Timothy P. O'Neill, Assistant District Attorney, for the Commonwealth.
WILKINS, J. The corporate defendant and the individual defendant were indicted under G. L. c. 272, Section 28A, for knowingly having in their possession on August 30, 1973, for the purpose of exhibition, an "obscene, indecent and impure motion picture film entitled `The Devil In Miss Jones.'" The corporate defendant was also indicted under G. L. c. 272, Section 32, for knowingly showing "a lewd, obscene,
indecent, immoral and impure show and entertainment by presenting and exhibiting a motion picture film entitled `The Devil In Miss Jones.'" The judge charged the jury on the basis of the constitutional standard set forth in Miller v. California, 413 U.S. 15 (1973). The defendants were found guilty on each indictment. Each defendant was fined $5,000 on the Section 28A indictments and the individual defendant was sentenced to two and one-half years in the house of correction. The indictment under G. L. c. 272, Section 32, was filed. The cases are before us on the defendants' appeals under G. L. c. 278, Sections 33A-33G.
Although the defendants have argued numerous assignments of error, we need not deal with most of them. Our decision in Commonwealth v. Horton, ante, 164, decided this day, indicates that G. L. c. 272, Section 28A, is unconstitutionally vague under the standard of the Miller case.

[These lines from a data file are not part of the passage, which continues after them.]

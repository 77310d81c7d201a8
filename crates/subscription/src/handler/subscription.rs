use crate::{middleware::validate::SimpleValidatedJson, state::AppState};
use axum::{
    Json,
    extract::{Extension, Path, Query},
    http::StatusCode,
    response::IntoResponse,
    routing::{get, post},
};
use shared::{
    abstract_trait::subscription::service::{
        command::DynSubscriptionCommandService, cost::DynSubscriptionCostService,
        query::DynSubscriptionQueryService,
    },
    domain::{
        requests::{
            CreateSubscriptionRequest, FindAllSubscriptions, TotalCostRequest,
            UpdateSubscriptionRequest,
        },
        responses::{ApiResponse, SubscriptionResponse, TotalCostResponse},
    },
    errors::{AppErrorHttp, ErrorResponse},
};
use std::sync::Arc;
use utoipa_axum::router::OpenApiRouter;
use uuid::Uuid;

fn parse_id(raw: &str) -> Result<Uuid, AppErrorHttp> {
    Uuid::parse_str(raw).map_err(|_| AppErrorHttp::bad_request("Invalid ID"))
}

#[utoipa::path(
    get,
    path = "/api/subscriptions",
    tag = "Subscription",
    params(FindAllSubscriptions),
    responses(
        (status = 200, description = "List of subscriptions", body = ApiResponse<Vec<SubscriptionResponse>>),
        (status = 500, description = "Internal server error", body = ErrorResponse)
    )
)]
pub async fn get_subscriptions(
    Extension(service): Extension<DynSubscriptionQueryService>,
    Query(params): Query<FindAllSubscriptions>,
) -> Result<impl IntoResponse, AppErrorHttp> {
    let response = service.find_all(&params).await?;
    Ok(Json(response))
}

#[utoipa::path(
    get,
    path = "/api/subscriptions/{id}",
    tag = "Subscription",
    params(("id" = String, Path, description = "Subscription ID (UUID)")),
    responses(
        (status = 200, description = "Subscription details", body = ApiResponse<SubscriptionResponse>),
        (status = 400, description = "Invalid ID", body = ErrorResponse),
        (status = 404, description = "Subscription not found", body = ErrorResponse)
    )
)]
pub async fn get_subscription(
    Extension(service): Extension<DynSubscriptionQueryService>,
    Path(id): Path<String>,
) -> Result<impl IntoResponse, AppErrorHttp> {
    let id = parse_id(&id)?;
    let response = service.find_by_id(id).await?;
    Ok(Json(response))
}

#[utoipa::path(
    post,
    path = "/api/subscriptions",
    tag = "Subscription",
    request_body = CreateSubscriptionRequest,
    responses(
        (status = 201, description = "Subscription created", body = ApiResponse<SubscriptionResponse>),
        (status = 400, description = "Malformed body, date or validation error", body = ErrorResponse),
        (status = 500, description = "Internal server error", body = ErrorResponse)
    )
)]
pub async fn create_subscription(
    Extension(service): Extension<DynSubscriptionCommandService>,
    SimpleValidatedJson(body): SimpleValidatedJson<CreateSubscriptionRequest>,
) -> Result<impl IntoResponse, AppErrorHttp> {
    let response = service.create(&body).await?;
    Ok((StatusCode::CREATED, Json(response)))
}

#[utoipa::path(
    put,
    path = "/api/subscriptions/{id}",
    tag = "Subscription",
    params(("id" = String, Path, description = "Subscription ID (UUID)")),
    request_body = UpdateSubscriptionRequest,
    responses(
        (status = 200, description = "Subscription updated", body = ApiResponse<SubscriptionResponse>),
        (status = 400, description = "Malformed body, ID or date", body = ErrorResponse),
        (status = 404, description = "Subscription not found", body = ErrorResponse)
    )
)]
pub async fn update_subscription(
    Extension(service): Extension<DynSubscriptionCommandService>,
    Path(id): Path<String>,
    SimpleValidatedJson(body): SimpleValidatedJson<UpdateSubscriptionRequest>,
) -> Result<impl IntoResponse, AppErrorHttp> {
    let id = parse_id(&id)?;
    let response = service.update(id, &body).await?;
    Ok(Json(response))
}

#[utoipa::path(
    delete,
    path = "/api/subscriptions/{id}",
    tag = "Subscription",
    params(("id" = String, Path, description = "Subscription ID (UUID)")),
    responses(
        (status = 204, description = "Subscription deleted"),
        (status = 400, description = "Invalid ID", body = ErrorResponse),
        (status = 404, description = "Subscription not found", body = ErrorResponse)
    )
)]
pub async fn delete_subscription(
    Extension(service): Extension<DynSubscriptionCommandService>,
    Path(id): Path<String>,
) -> Result<impl IntoResponse, AppErrorHttp> {
    let id = parse_id(&id)?;
    service.delete(id).await?;
    Ok(StatusCode::NO_CONTENT)
}

#[utoipa::path(
    post,
    path = "/api/subscriptions/total-cost",
    tag = "Subscription",
    request_body = TotalCostRequest,
    responses(
        (status = 200, description = "Total billed over the window", body = TotalCostResponse),
        (status = 400, description = "Malformed body or invalid month", body = ErrorResponse),
        (status = 500, description = "Internal server error", body = ErrorResponse)
    )
)]
pub async fn get_total_cost(
    Extension(service): Extension<DynSubscriptionCostService>,
    SimpleValidatedJson(body): SimpleValidatedJson<TotalCostRequest>,
) -> Result<impl IntoResponse, AppErrorHttp> {
    let response = service.total_cost(&body).await?;
    Ok(Json(response))
}

/// Mounts the subscription endpoints under `base`.
fn mount(router: OpenApiRouter, base: &str) -> OpenApiRouter {
    router
        .route(base, get(get_subscriptions).post(create_subscription))
        .route(&format!("{base}/total-cost"), post(get_total_cost))
        .route(
            &format!("{base}/{{id}}"),
            get(get_subscription)
                .put(update_subscription)
                .delete(delete_subscription),
        )
}

pub fn subscription_routes(app_state: Arc<AppState>) -> OpenApiRouter {
    // Unprefixed paths stay mounted for clients of the earlier service.
    let router = mount(OpenApiRouter::new(), "/api/subscriptions");

    mount(router, "/subscriptions")
        .layer(Extension(
            app_state.di_container.subscription_query.clone(),
        ))
        .layer(Extension(
            app_state.di_container.subscription_command.clone(),
        ))
        .layer(Extension(app_state.di_container.subscription_cost.clone()))
}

The verdict under G. L. c. 272, Section 32, may not stand because Section 32 is subject to the same constitutional infirmities as is Section 28A. Our decisions construing Section 32 have not given specificity to the general prohibition of Section 32. We have suggested that the standard of Section 32 is the same as that of Section 28A for the purpose of determining obscenity (Commonwealth v. Moniz, 338 Mass. 442 ), and have in effect given to Section 32 a scope of application as broad as has been constitutionally permissible under the First Amendment to the Constitution of the United States. See P. B. I. C. Inc. v. District Atty. of Suffolk County, 357 Mass. 770 (1970). Section 32, therefore, fails to meet the standard of specificity required by the Miller decision, and for the same reasons expressed in our decision in the Horton case, ante, 164, we decline to reinterpret Section 32 to provide judicially the description of specific sexual conduct which must exist to satisfy First Amendment requirements as now defined.
Judgments reversed and verdicts set aside.
HENNESSEY, J. (concurring). I concur in the result and reasoning of the court's opinion, since I agree that we should apply the same constitutional consideration to G. L. c. 272, Section 32, as we applied to G. L. c. 272, Section 28A, in
Commonwealth v. Horton, ante, 164. I would also incorporate here the comments in my concurring opinion in the Horton case.
KAPLAN, J., concurring, refers to his concurring opinion in Commonwealth v. Horton, ante, 164.
BRAUCHER, J. (dissenting, with whom Reardon and Quirico, JJ., join). According to the court's opinion in Commonwealth v. Horton, ante, 164, Miller v. California, 413 U.S. 15 (1973), reduces the area of First Amendment protection in the field of obscenity. Perversely, however, this development is held to render invalid applications of the Massachusetts obscenity statutes which would have been valid before the Miller case. The Miller decision, it is said, renders our statutes unconstitutionally vague. In effect (with an inexplicable exception for material "harmful to minors"), the Commonwealth now has no operative obscenity statutes. We disagree.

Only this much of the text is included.